Gabriel slowed, listening hard. With its
irregularly shaped wall and cover of concealing water sounds, this
would be an ideal spot for an ambush. All he heard, though, were
the muted sounds of water splashing into the fountain, and an
accompanying feminine voice...swearing?

"Drat those
bizcochitos
!" he heard
next, followed by the sounds of shoes—he surmised—scraping against
something. A frustrated, feminine grunt followed, and then the
night fell silent.

Only one voice he knew carried such
determination—even wedded as it was to a lovely feminine form and
misleadingly compliant manner. Only one woman he knew would be fool
enough to scrabble around past midnight, and in the midst of the
city, at that.

Megan Kearney.

Only one man he knew would look forward to
the kind of homecoming that wildcat woman would offer. And Gabriel
was standing in that man's boots.

Lucky him.

"Ooof!"
Drat this wall
. Slung halfway
across it, Megan felt the thick adobe surface of the hotel
courtyard's wall jab into her midsection for what had to be the
third time straight. If she didn't hurry, the Pinkerton man would
beat her inside the hotel.

And then he'd discover she'd been gone, all
along, despite the dapper and agreeable agent he'd left in charge
of her care. Agent McMarlin couldn't have kept a dog from
scratching its fleas, and the fact that he'd so readily accepted
her need to take a sudden, unplanned-for and luxuriously extended
bath—
privately
—in her hotel room only proved it.

Even if it hadn't, the church bell-loud
snoring she'd heard issuing from his station outside her closed
door not long after her tub of hot water had been delivered most
assuredly would have. The man barely deserved his badge. In her
opinion, she'd bested him easily.

Almost too easily.

Megan wished she could say the same for the
blasted wall. It certainly hadn't seemed this large—or this
slippery—when she'd climbed down from the balcony and clambered
over it to follow agent Winter earlier this evening. With rancor,
she glared at the dark stubbled surface of her perch.
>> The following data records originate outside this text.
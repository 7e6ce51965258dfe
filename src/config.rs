// src/config.rs
use anyhow::{Context, Result};
use serde::{Deserialize, Serialize};
use std::path::{Path, PathBuf};
use tracing::info;

pub const DEFAULT_API_URL: &str = "http://127.0.0.1:8000/api/v1";
pub const DEFAULT_TIMEOUT_SECS: u64 = 30;
pub const DEFAULT_LOG_PATH: &str = "/tmp/careerhub.log";

/// Client configuration, built once at process start and passed down
#[derive(Debug, Clone, Serialize, Deserialize)]
pub struct ClientConfig {
    #[serde(default = "default_api_url")]
    pub api_base_url: String,
    #[serde(default = "default_timeout")]
    pub timeout_seconds: u64,
    #[serde(default = "default_session_path")]
    pub session_path: PathBuf,
    #[serde(default = "default_log_path")]
    pub log_path: PathBuf,
}

#[derive(Debug, Deserialize)]
struct ConfigFile {
    local: Option<ClientConfig>,
    production: Option<ClientConfig>,
}

fn default_api_url() -> String {
    DEFAULT_API_URL.to_string()
}

fn default_timeout() -> u64 {
    DEFAULT_TIMEOUT_SECS
}

fn default_log_path() -> PathBuf {
    PathBuf::from(DEFAULT_LOG_PATH)
}

fn default_session_path() -> PathBuf {
    let base = std::env::var_os("HOME")
        .map(PathBuf::from)
        .unwrap_or_else(|| PathBuf::from("."));
    base.join(".careerhub").join("session.toml")
}

impl Default for ClientConfig {
    fn default() -> Self {
        Self {
            api_base_url: default_api_url(),
            timeout_seconds: default_timeout(),
            session_path: default_session_path(),
            log_path: default_log_path(),
        }
    }
}

impl ClientConfig {
    /// `config.yaml` (if present) for the current environment, then env overrides
    pub fn load() -> Result<Self> {
        let environment = Self::get_environment();
        let config_path = PathBuf::from("config.yaml");

        let config = if config_path.exists() {
            Self::load_from_file(&config_path, &environment)?
        } else {
            Self::default()
        };

        Ok(config.with_env_overrides(|key| std::env::var(key).ok()))
    }

    fn get_environment() -> String {
        std::env::var("CAREERHUB_ENV")
            .or_else(|_| std::env::var("ENVIRONMENT"))
            .unwrap_or_else(|_| "local".to_string())
    }

    pub fn load_from_file(path: &Path, environment: &str) -> Result<Self> {
        let content = std::fs::read_to_string(path)
            .with_context(|| format!("Failed to read {}", path.display()))?;

        let file: ConfigFile = serde_yaml::from_str(&content)
            .with_context(|| format!("Failed to parse {}", path.display()))?;

        let section = match environment {
            "production" => file.production,
            _ => file.local,
        };

        let config = section.with_context(|| {
            format!("{} has no '{}' section", path.display(), environment)
        })?;

        info!(
            "Loaded configuration for environment {} from {}",
            environment,
            path.display()
        );
        Ok(config)
    }

    /// Apply CAREERHUB_* overrides through `lookup`
    pub fn with_env_overrides<F>(mut self, lookup: F) -> Self
    where
        F: Fn(&str) -> Option<String>,
    {
        if let Some(url) = lookup("CAREERHUB_API_URL").filter(|v| !v.trim().is_empty()) {
            self.api_base_url = url;
        }
        if let Some(timeout) = lookup("CAREERHUB_TIMEOUT_SECS").and_then(|v| v.parse().ok()) {
            self.timeout_seconds = timeout;
        }
        if let Some(path) = lookup("CAREERHUB_SESSION_PATH") {
            self.session_path = PathBuf::from(path);
        }
        if let Some(path) = lookup("CAREERHUB_LOG_PATH") {
            self.log_path = PathBuf::from(path);
        }
        self
    }
}

#[cfg(test)]
mod tests {
    use super::*;
    use std::io::Write;

    #[test]
    fn test_load_from_file_picks_environment() {
        let mut file = tempfile::NamedTempFile::new().unwrap();
        writeln!(
            file,
            "local:\n  api_base_url: http://localhost:9000\nproduction:\n  api_base_url: https://api.example.org/v1\n  timeout_seconds: 10"
        )
        .unwrap();

        let local = ClientConfig::load_from_file(file.path(), "local").unwrap();
        assert_eq!(local.api_base_url, "http://localhost:9000");
        assert_eq!(local.timeout_seconds, DEFAULT_TIMEOUT_SECS);

        let prod = ClientConfig::load_from_file(file.path(), "production").unwrap();
        assert_eq!(prod.api_base_url, "https://api.example.org/v1");
        assert_eq!(prod.timeout_seconds, 10);
    }

    #[test]
    fn test_missing_section_is_an_error() {
        let mut file = tempfile::NamedTempFile::new().unwrap();
        writeln!(file, "local:\n  timeout_seconds: 5").unwrap();
        assert!(ClientConfig::load_from_file(file.path(), "production").is_err());
    }

    #[test]
    fn test_env_overrides() {
        let config = ClientConfig::default().with_env_overrides(|key| match key {
            "CAREERHUB_API_URL" => Some("https://staging.example.org".to_string()),
            "CAREERHUB_TIMEOUT_SECS" => Some("not-a-number".to_string()),
            _ => None,
        });
        assert_eq!(config.api_base_url, "https://staging.example.org");
        assert_eq!(config.timeout_seconds, DEFAULT_TIMEOUT_SECS);
    }
}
As though in answer, the wall sent a chill
straight through her, one that easily penetrated the plain calico
gown she'd changed into for her adventuring.
I will not wish to
have Gabriel's toasty warm suit coat around my shoulders again
,
she told herself staunchly.
And I will not let a pile of bricks
defeat me
.

Not even if those bricks came complete with
cold, mold, and the occasional pigeon dropping for decoration.
She'd grown up running around the wild lands of the Arizona
Territory desert, for heaven's sakes! Compared with the canyons and
rocky hillsides she'd explored as a child, this measly wall was
nothing.

Levering herself upward, Megan attempted to
wrap her hands around its edge and roll her body toward the
beckoning safety of the hotel courtyard. Instead, she wobbled. Her
locket and its chain swung forward from their hiding place inside
the neckline of her dress, and clinked into the wall with an impact
that made her wince. Forced to cling to the adobe like a gecko in
the sun, she had to admit the obvious.

Her
bizcochitos
-eating personage just
wasn't up to the challenge of scaling walls and escaping from
Pinkerton men. Or even escaping from one singular rogue Irish
Pinkerton man, with hardness in his gaze and a tenderness to his
touch that made her shiver to recall it.

With effort, Megan shoved that remembrance
from her thoughts. As someone with a two-foot wide wall to ascend,
and quickly, she couldn't afford such distractions.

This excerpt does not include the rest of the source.